I became involved in Find The Others through the Purbeck NYE gathering in 2016. That gathering and others since have brought me much joy and lasting memories and I must acknowledge those.

I became involved in Find The Others through the Purbeck NYE gathering in 2016. That gathering and others since have brought me much joy and lasting memories and I must acknowledge those. It began for me as a search for an alternate approach to community and society. Initially I was heartened to discover an open and supportive community allowing me to experiment with psychedelics and experience the joy of communal gatherings and share liberal political discussion. I was treated to some eye opening workshops, great parties and incredible performances/cabarets. 

However I retreated from being actively present within the group in 2017, having been left with a distinct feeling of emptiness at the lack of care and solidarity by the groups leaders and a lack of belief in the groups ultimate goals.

My own personal experiences and reasons for this are as follows (in no order of severity or chronology).

  • After Purbeck, a close friend who suffered a psychedelic-induced psychotic episode was left without any aftercare or support. They were then made into a scapegoat / potential culprit for a sexual assault that had also taken place at that gathering. This was done without any real methodical process other than they had suffered an episode and people seemed to want someone to blame in order to preserve the “utopian dream”. I learned of these events long after they happened and it left me feeling very let down.
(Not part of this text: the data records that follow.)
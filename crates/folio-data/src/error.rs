//! Error types for data operations.

use thiserror::Error;

/// Result type for data operations.
pub type Result<T> = std::result::Result<T, DataError>;

/// Errors that can occur during data operations.
#[derive(Debug, Error)]
pub enum DataError {
    /// Yahoo Finance API error
    #[error("Yahoo Finance API error: {0}")]
    YahooApi(String),

    /// Invalid date range
    #[error("Invalid date range: start {start} is after end {end}")]
    InvalidDateRange {
        /// Start date of the range
        start: String,
        /// End date of the range
        end: String,
    },

    /// Missing data
    #[error("Missing data for {symbol}: {reason}")]
    MissingData {
        /// Symbol that was queried
        symbol: String,
        /// Reason for missing data
        reason: String,
    },

    /// Polars error
    #[error("Polars error: {0}")]
    Polars(#[from] polars::prelude::PolarsError),

    /// Time conversion error
    #[error("Time conversion error: {0}")]
    TimeConversion(String),

    /// Invalid symbol
    #[error("Invalid symbol: {0}")]
    InvalidSymbol(String),
}

impl From<yahoo_finance_api::YahooError> for DataError {
    fn from(err: yahoo_finance_api::YahooError) -> Self {
        Self::YahooApi(err.to_string())
    }
}
//! The analytics bundle handed to front-ends.

use crate::aggregate::{MonthlyTable, cumulative_returns, eoy_returns, monthly_returns};
use crate::metrics::{PerformanceMetrics, compute_metrics};
use crate::series::ReturnSeries;
use chrono::NaiveDate;
use folio::Portfolio;
use serde::{Deserialize, Serialize};

/// Requested analysis window.
#[derive(Debug, Clone, Copy, PartialEq, Eq, Serialize, Deserialize)]
pub struct AnalysisPeriod {
    /// First requested date.
    pub start: NaiveDate,
    /// Last requested date (usually today).
    pub end: NaiveDate,
}

impl AnalysisPeriod {
    /// Create a new period.
    pub const fn new(start: NaiveDate, end: NaiveDate) -> Self {
        Self { start, end }
    }
}

/// Everything a front-end needs to render one analysis run.
#[derive(Debug, Clone, Serialize, Deserialize)]
pub struct AnalyticsResult {
    /// The analyzed portfolio (normalized weights).
    pub portfolio: Portfolio,

    /// Requested analysis window.
    pub period: AnalysisPeriod,

    /// Daily weighted portfolio returns.
    pub returns: ReturnSeries,

    /// Headline performance metrics.
    pub metrics: PerformanceMetrics,

    /// Compounded monthly returns by calendar year.
    pub monthly: MonthlyTable,

    /// Equity curve: running product of `(1 + r)`.
    pub cumulative: Vec<(NaiveDate, f64)>,

    /// Compounded return per calendar year.
    pub eoy: Vec<(i32, f64)>,
}

impl AnalyticsResult {
    /// Derive the full bundle from a portfolio return series.
    pub fn from_returns(
        portfolio: Portfolio,
        period: AnalysisPeriod,
        returns: ReturnSeries,
    ) -> Self {
        let metrics = compute_metrics(&returns);
        let monthly = monthly_returns(&returns);
        let cumulative = cumulative_returns(&returns);
        let eoy = eoy_returns(&returns);

        Self {
            portfolio,
            period,
            returns,
            metrics,
            monthly,
            cumulative,
            eoy,
        }
    }
}

#[cfg(test)]
mod tests {
    use super::*;
    use approx::assert_relative_eq;

    fn date(y: i32, m: u32, d: u32) -> NaiveDate {
        NaiveDate::from_ymd_opt(y, m, d).unwrap()
    }

    #[test]
    fn test_from_returns_bundles_everything() {
        let portfolio = Portfolio::new(vec!["A".to_string()], vec![1.0]).unwrap();
        let returns = ReturnSeries::new(
            vec![date(2024, 1, 2), date(2024, 1, 3), date(2024, 1, 4)],
            vec![0.01, -0.02, 0.03],
        )
        .unwrap();
        let period = AnalysisPeriod::new(date(2024, 1, 1), date(2024, 1, 4));

        let result = AnalyticsResult::from_returns(portfolio, period, returns);

        assert_eq!(result.cumulative.len(), 3);
        assert_relative_eq!(result.cumulative[0].1, 1.01, epsilon = 1e-12);
        assert_eq!(result.eoy.len(), 1);
        assert_eq!(result.monthly.years(), &[2024]);
        assert_relative_eq!(result.metrics.max_drawdown, -0.02, epsilon = 1e-12);
    }
}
I then witnessed this lack of pastoral care for people having a bad time on drugs continue at other gatherings and fringe events like Howling Wolf. (13)

  • As a person of colour within the group I have felt repeatedly singled out or ‘approached’ for my value as a commodity when it came to guest lists and participation and discussion. (13, 15)

  • I have also had to have multiple discussions with members about a flagrant disregard for Eastern ideologies and appropriation of Eastern religious practices and symbology that seems to benefit the inherent spiritual whiteness of the group but doesn’t take into consideration its effect on the cultures these have been appropriated from. (13)

  • I find the group’s systemic silencing through inaction of POC, women and other minorities dangerous and deeply disturbing in that it seems to be in the defence of white middle class hedonism rather than in an effort to create a “better world”.

Furthermore, although I have never experienced any sexual assault or persecution by the groups leaders (primarily Stephen Reid) I have experienced other “behaviours” by these leaders and been made aware of other issues by my friends and my partner and stand in solidarity with those who it has affected.

I’ve had lots of negative experiences with some of these leaders and in the case of Stephen Reid, I find his behaviour disturbing and dangerous as he has an uncanny ability to create a cult of personality and then leave much destruction in his wake. I feel there are psychopathic elements to his personality. I use this word in a clinical sense to explain very specific calculated behaviour towards those he views as a threat and a lack of empathy towards those he claims to be “leading”.

I worry about what his influence is capable of when unchecked and unchallenged and I worry about who else might become a victim of his behaviours, namely younger women and those suffering from depression or feeling a sense of loss, who might be exploited by the seemingly “free of rules” culture he and his colleagues in FTO and other affiliated groups perpetuates.